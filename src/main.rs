#![forbid(unsafe_code)]
//! readme-gen command line interface.

use std::path::PathBuf;

use clap::{Parser, Subcommand};
use tracing_subscriber::EnvFilter;

use readme_gen::commands::{execute_generate, execute_set, GenerateOptions, SetOptions};

#[derive(Parser)]
#[command(name = "readme-gen")]
#[command(about = "Generate a beautiful README.md from interactive prompts")]
#[command(version)]
struct Cli {
    #[command(subcommand)]
    command: Option<Commands>,

    /// Path to your own template
    #[arg(short, long)]
    path: Option<PathBuf>,

    /// Use default values for all fields
    #[arg(short, long)]
    yes: bool,
}

#[derive(Subcommand)]
enum Commands {
    /// Persist key=value answers into config.json and exit
    Set {
        /// key=value pairs; keys outside the recognized set are ignored
        #[arg(required = true)]
        pairs: Vec<String>,
    },
}

fn main() -> anyhow::Result<()> {
    tracing_subscriber::fmt()
        .with_env_filter(EnvFilter::from_default_env())
        .with_writer(std::io::stderr)
        .init();

    let cli = Cli::parse();

    // The execution mode is decided exactly once, here.
    match cli.command {
        Some(Commands::Set { pairs }) => execute_set(SetOptions { pairs }),
        None => execute_generate(GenerateOptions {
            template_path: cli.path,
            use_default_answers: cli.yes,
        }),
    }
}
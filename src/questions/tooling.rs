//! Package manager, command and license questions.
//!
//! The command questions depend on `packageManager` being resolved first:
//! their applicability predicates and derived defaults read the chosen
//! manager out of the accumulated answers.

use super::{Choice, DefaultValue, Question, QuestionKind};
use crate::answers::{Answer, AnswerSet};
use crate::project::{PackageManager, ProjectInfo};

/// The package manager picked so far, whether it came from the multi-select
/// (first pick) or verbatim from the config file.
fn chosen_package_manager(answers: &AnswerSet) -> Option<String> {
    match answers.get("packageManager")? {
        Answer::Text(s) if !s.is_empty() => Some(s.clone()),
        Answer::List(items) => items.first().cloned(),
        Answer::Text(_) => None,
    }
}

fn package_manager_was_chosen(answers: &AnswerSet) -> bool {
    chosen_package_manager(answers).is_some()
}

pub(super) fn package_manager(info: &ProjectInfo) -> Question {
    // npm is pre-checked when lock files leave the choice open, so a fresh
    // directory still resolves the dependent command questions.
    let detected = info.package_manager;
    let npm_checked = detected != Some(PackageManager::Yarn);
    Question {
        name: "packageManager",
        message: "📦  Package manager".to_string(),
        kind: QuestionKind::MultiSelect {
            choices: vec![
                Choice {
                    label: "npm".to_string(),
                    value: PackageManager::Npm.as_str().to_string(),
                    checked: npm_checked,
                },
                Choice {
                    label: "yarn".to_string(),
                    value: PackageManager::Yarn.as_str().to_string(),
                    checked: detected == Some(PackageManager::Yarn),
                },
            ],
        },
        when: None,
    }
}

pub(super) fn install_command(_info: &ProjectInfo) -> Question {
    Question {
        name: "installCommand",
        message: "🛠  Install command".to_string(),
        kind: QuestionKind::Input {
            default: DefaultValue::Derived(Box::new(|answers| {
                chosen_package_manager(answers).map(|pm| format!("{pm} install"))
            })),
            filter: None,
        },
        when: Some(Box::new(package_manager_was_chosen)),
    }
}

pub(super) fn usage(_info: &ProjectInfo) -> Question {
    Question {
        name: "usage",
        message: "💻  Usage command or instruction".to_string(),
        kind: QuestionKind::Input {
            default: DefaultValue::Derived(Box::new(|answers| {
                chosen_package_manager(answers).map(|pm| format!("{pm} run start"))
            })),
            filter: None,
        },
        when: Some(Box::new(package_manager_was_chosen)),
    }
}

pub(super) fn test_command(_info: &ProjectInfo) -> Question {
    Question {
        name: "testCommand",
        message: "✅  Test command".to_string(),
        kind: QuestionKind::Input {
            default: DefaultValue::Derived(Box::new(|answers| {
                chosen_package_manager(answers).map(|pm| format!("{pm} run test"))
            })),
            filter: None,
        },
        when: Some(Box::new(package_manager_was_chosen)),
    }
}

pub(super) fn license_name(info: &ProjectInfo) -> Question {
    Question {
        name: "licenseName",
        message: "📄  License name  (use empty value to skip)".to_string(),
        kind: QuestionKind::Input {
            default: DefaultValue::from(info.license_name.clone()),
            filter: None,
        },
        when: None,
    }
}

pub(super) fn license_url(info: &ProjectInfo) -> Question {
    Question {
        name: "licenseUrl",
        message: "🔗  License URL  (use empty value to skip)".to_string(),
        kind: QuestionKind::Input {
            default: DefaultValue::from(
                info.repository_url
                    .as_deref()
                    .map(|r| format!("{r}/blob/master/LICENSE")),
            ),
            filter: None,
        },
        when: Some(Box::new(|answers| {
            answers.get("licenseName").is_some_and(|a| !a.is_empty())
        })),
    }
}

pub(super) fn contributing_url(info: &ProjectInfo) -> Question {
    Question {
        name: "contributingUrl",
        message: "🤝  Contributing guidelines URL  (use empty value to skip)".to_string(),
        kind: QuestionKind::Input {
            default: DefaultValue::from(info.contributing_url.clone()),
            filter: None,
        },
        when: None,
    }
}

—————

**ACTION ITEM:**
For this exercise, output the entries above exactly as written.

**RESULT OF THIS TASK:**
filename src/main.rs
#![forbid(unsafe_code)]
//! readme-gen command line interface.

use std::path::PathBuf;

use clap::{Parser, Subcommand};
use tracing_subscriber::EnvFilter;

use readme_gen::commands::{execute_generate, execute_set, GenerateOptions, SetOptions};

#[derive(Parser)]
#[command(name = "readme-gen")]
#[command(about = "Generate a beautiful README.md from interactive prompts")]
#[command(version)]
struct Cli {
    #[command(subcommand)]
    command: Option<Commands>,

    /// Path to your own template
    #[arg(short, long)]
    path: Option<PathBuf>,

    /// Use default values for all fields
    #[arg(short, long)]
    yes: bool,
}

#[derive(Subcommand)]
enum Commands {
    /// Persist key=value answers into config.json and exit
    Set {
        /// key=value pairs; keys outside the recognized set are ignored
        #[arg(required = true)]
        pairs: Vec<String>,
    },
}

fn main() -> anyhow::Result<()> {
    tracing_subscriber::fmt()
        .with_env_filter(EnvFilter::from_default_env())
        .with_writer(std::io::stderr)
        .init();

    let cli = Cli::parse();

    // The execution mode is decided exactly once, here.
    match cli.command {
        Some(Commands::Set { pairs }) => execute_set(SetOptions { pairs }),
        None => execute_generate(GenerateOptions {
            template_path: cli.path,
            use_default_answers: cli.yes,
        }),
    }
}
filename src/questions/tooling.rs
//! Package manager, command and license questions.
//!
//! The command questions depend on `packageManager` being resolved first:
//! their applicability predicates and derived defaults read the chosen
//! manager out of the accumulated answers.

use super::{Choice, DefaultValue, Question, QuestionKind};
use crate::answers::{Answer, AnswerSet};
use crate::project::{PackageManager, ProjectInfo};

/// The package manager picked so far, whether it came from the multi-select
/// (first pick) or verbatim from the config file.
fn chosen_package_manager(answers: &AnswerSet) -> Option<String> {
    match answers.get("packageManager")? {
        Answer::Text(s) if !s.is_empty() => Some(s.clone()),
        Answer::List(items) => items.first().cloned(),
        Answer::Text(_) => None,
    }
}

fn package_manager_was_chosen(answers: &AnswerSet) -> bool {
    chosen_package_manager(answers).is_some()
}

pub(super) fn package_manager(info: &ProjectInfo) -> Question {
    // npm is pre-checked when lock files leave the choice open, so a fresh
    // directory still resolves the dependent command questions.
    let detected = info.package_manager;
    let npm_checked = detected != Some(PackageManager::Yarn);
    Question {
        name: "packageManager",
        message: "📦  Package manager".to_string(),
        kind: QuestionKind::MultiSelect {
            choices: vec![
                Choice {
                    label: "npm".to_string(),
                    value: PackageManager::Npm.as_str().to_string(),
                    checked: npm_checked,
                },
                Choice {
                    label: "yarn".to_string(),
                    value: PackageManager::Yarn.as_str().to_string(),
                    checked: detected == Some(PackageManager::Yarn),
                },
            ],
        },
        when: None,
    }
}

pub(super) fn install_command(_info: &ProjectInfo) -> Question {
    Question {
        name: "installCommand",
        message: "🛠  Install command".to_string(),
        kind: QuestionKind::Input {
            default: DefaultValue::Derived(Box::new(|answers| {
                chosen_package_manager(answers).map(|pm| format!("{pm} install"))
            })),
            filter: None,
        },
        when: Some(Box::new(package_manager_was_chosen)),
    }
}

pub(super) fn usage(_info: &ProjectInfo) -> Question {
    Question {
        name: "usage",
        message: "💻  Usage command or instruction".to_string(),
        kind: QuestionKind::Input {
            default: DefaultValue::Derived(Box::new(|answers| {
                chosen_package_manager(answers).map(|pm| format!("{pm} run start"))
            })),
            filter: None,
        },
        when: Some(Box::new(package_manager_was_chosen)),
    }
}

pub(super) fn test_command(_info: &ProjectInfo) -> Question {
    Question {
        name: "testCommand",
        message: "✅  Test command".to_string(),
        kind: QuestionKind::Input {
            default: DefaultValue::Derived(Box::new(|answers| {
                chosen_package_manager(answers).map(|pm| format!("{pm} run test"))
            })),
            filter: None,
        },
        when: Some(Box::new(package_manager_was_chosen)),
    }
}

pub(super) fn license_name(info: &ProjectInfo) -> Question {
    Question {
        name: "licenseName",
        message: "📄  License name  (use empty value to skip)".to_string(),
        kind: QuestionKind::Input {
            default: DefaultValue::from(info.license_name.clone()),
            filter: None,
        },
        when: None,
    }
}

pub(super) fn license_url(info: &ProjectInfo) -> Question {
    Question {
        name: "licenseUrl",
        message: "🔗  License URL  (use empty value to skip)".to_string(),
        kind: QuestionKind::Input {
            default: DefaultValue::from(
                info.repository_url
                    .as_deref()
                    .map(|r| format!("{r}/blob/master/LICENSE")),
            ),
            filter: None,
        },
        when: Some(Box::new(|answers| {
            answers.get("licenseName").is_some_and(|a| !a.is_empty())
        })),
    }
}

pub(super) fn contributing_url(info: &ProjectInfo) -> Question {
    Question {
        name: "contributingUrl",
        message: "🤝  Contributing guidelines URL  (use empty value to skip)".to_string(),
        kind: QuestionKind::Input {
            default: DefaultValue::from(info.contributing_url.clone()),
            filter: None,
        },
        when: None,
    }
}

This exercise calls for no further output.